EXTRACTED ENTRIES.
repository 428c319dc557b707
/// Define a configuration struct with embedded defaults
///
/// Each field is declared with its type and default value in one place. The
/// macro generates the struct with public fields, a `Default` impl using the
/// declared values, and serde support where missing keys take their default.
///
/// # Example
/// ```rust,ignore
/// config_struct! {
///     pub struct CollectorConfig {
///         interval_secs: u64 = 60,
///         pool_delay_ms: u64 = 1000,
///     }
/// }
/// ```
#[macro_export]
macro_rules! config_struct {
    (
        $(#[$meta:meta])*
        $vis:vis struct $name:ident {
            $(
                $(#[$field_meta:meta])*
                $field_name:ident: $field_type:ty = $default_value:expr
            ),*
            $(,)?
        }
    ) => {
        $(#[$meta])*
        #[derive(Debug, Clone, PartialEq, serde::Serialize, serde::Deserialize)]
        #[serde(default)]
        $vis struct $name {
            $(
                $(#[$field_meta])*
                pub $field_name: $field_type,
            )*
        }

        impl Default for $name {
            fn default() -> Self {
                Self {
                    $(
                        $field_name: $default_value,
                    )*
                }
            }
        }
    };
}
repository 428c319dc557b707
/// Log tags identifying the subsystem a message comes from
#[derive(Debug, Clone, PartialEq, Eq, Hash)]
pub enum LogTag {
    System,
    Config,
    Collector,
    Rpc,
    Store,
    Ohlcv,
    Webserver,
}

impl LogTag {
    /// Key used by `--debug-<key>` flags
    pub fn to_debug_key(&self) -> String {
        match self {
            LogTag::System => "system".to_string(),
            LogTag::Config => "config".to_string(),
            LogTag::Collector => "collector".to_string(),
            LogTag::Rpc => "rpc".to_string(),
            LogTag::Store => "store".to_string(),
            LogTag::Ohlcv => "ohlcv".to_string(),
            LogTag::Webserver => "webserver".to_string(),
        }
    }

    /// Uncolored label used in the log file
    pub fn to_plain_string(&self) -> String {
        match self {
            LogTag::System => "SYSTEM".to_string(),
            LogTag::Config => "CONFIG".to_string(),
            LogTag::Collector => "COLLECTOR".to_string(),
            LogTag::Rpc => "RPC".to_string(),
            LogTag::Store => "STORE".to_string(),
            LogTag::Ohlcv => "OHLCV".to_string(),
            LogTag::Webserver => "WEBSERVER".to_string(),
        }
    }
}

impl std::fmt::Display for LogTag {
    fn fmt(&self, f: &mut std::fmt::Formatter<'_>) -> std::fmt::Result {
        write!(f, "{}", self.to_plain_string())
    }
}
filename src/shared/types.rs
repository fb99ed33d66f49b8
use serde::{Deserialize, Deserializer, Serialize};
use utoipa::ToSchema;

/// Flat `{ "message": ... }` body used for mutation acks and for errors.
#[derive(Debug, Serialize, Deserialize, ToSchema)]
pub struct MessageResponse {
    pub message: String,
}

impl MessageResponse {
    pub fn new(message: impl Into<String>) -> Self {
        Self {
            message: message.into(),
        }
    }
}

/// Deserializer for update-DTO fields that must distinguish "set to null"
/// from "omitted".
///
/// Used together with `#[serde(default)]`: an absent key stays `None`, an
/// explicit `null` becomes `Some(None)`, a value becomes `Some(Some(v))`.
pub fn double_option<'de, T, D>(deserializer: D) -> Result<Option<Option<T>>, D::Error>
where
    T: Deserialize<'de>,
    D: Deserializer<'de>,
{
    Deserialize::deserialize(deserializer).map(Some)
}
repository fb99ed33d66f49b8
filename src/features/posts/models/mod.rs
mod post;

pub use post::{Post, PostStatus};
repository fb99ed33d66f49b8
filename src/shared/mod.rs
//! Shared utilities used across features.

pub mod slug;
pub mod test_helpers;
pub mod types;
pub mod validation;
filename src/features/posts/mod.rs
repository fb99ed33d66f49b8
//! Blog post management.
//!
//! Posts are the documents categories classify. Slugs are derived from
//! titles (or supplied explicitly) and kept unique with an incrementing
//! suffix; the first transition to published stamps the publication time.
//!
//! ## Endpoints
//!
//! | Method | Endpoint | Description |
//! |--------|----------|-------------|
//! | GET | `/posts` | List posts, newest first |
//! | GET | `/posts/{slug}` | Get a published post |
//! | POST | `/posts` | Create post |
//! | PUT | `/posts` | Update post (partial) |
//! | DELETE | `/posts?id=` | Delete post |

pub mod dtos;
pub mod handlers;
pub mod models;
pub mod routes;
pub mod services;

pub use services::PostService;
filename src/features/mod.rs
pub mod categories;
pub mod posts;
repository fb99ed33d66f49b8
pub mod config;
pub mod database;
pub mod error;
pub mod extractor;
pub mod middleware;
pub mod openapi;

WORK REQUIRED. Only the lines from the one holding "pub mod dtos;" through the end of the records should appear in the answer, each repeated exactly.

TASK SOLUTION.
pub mod dtos;
pub mod handlers;
pub mod models;
pub mod routes;
pub mod services;

pub use services::PostService;
filename src/features/mod.rs
pub mod categories;
pub mod posts;
repository fb99ed33d66f49b8
pub mod config;
pub mod database;
pub mod error;
pub mod extractor;
pub mod middleware;
pub mod openapi;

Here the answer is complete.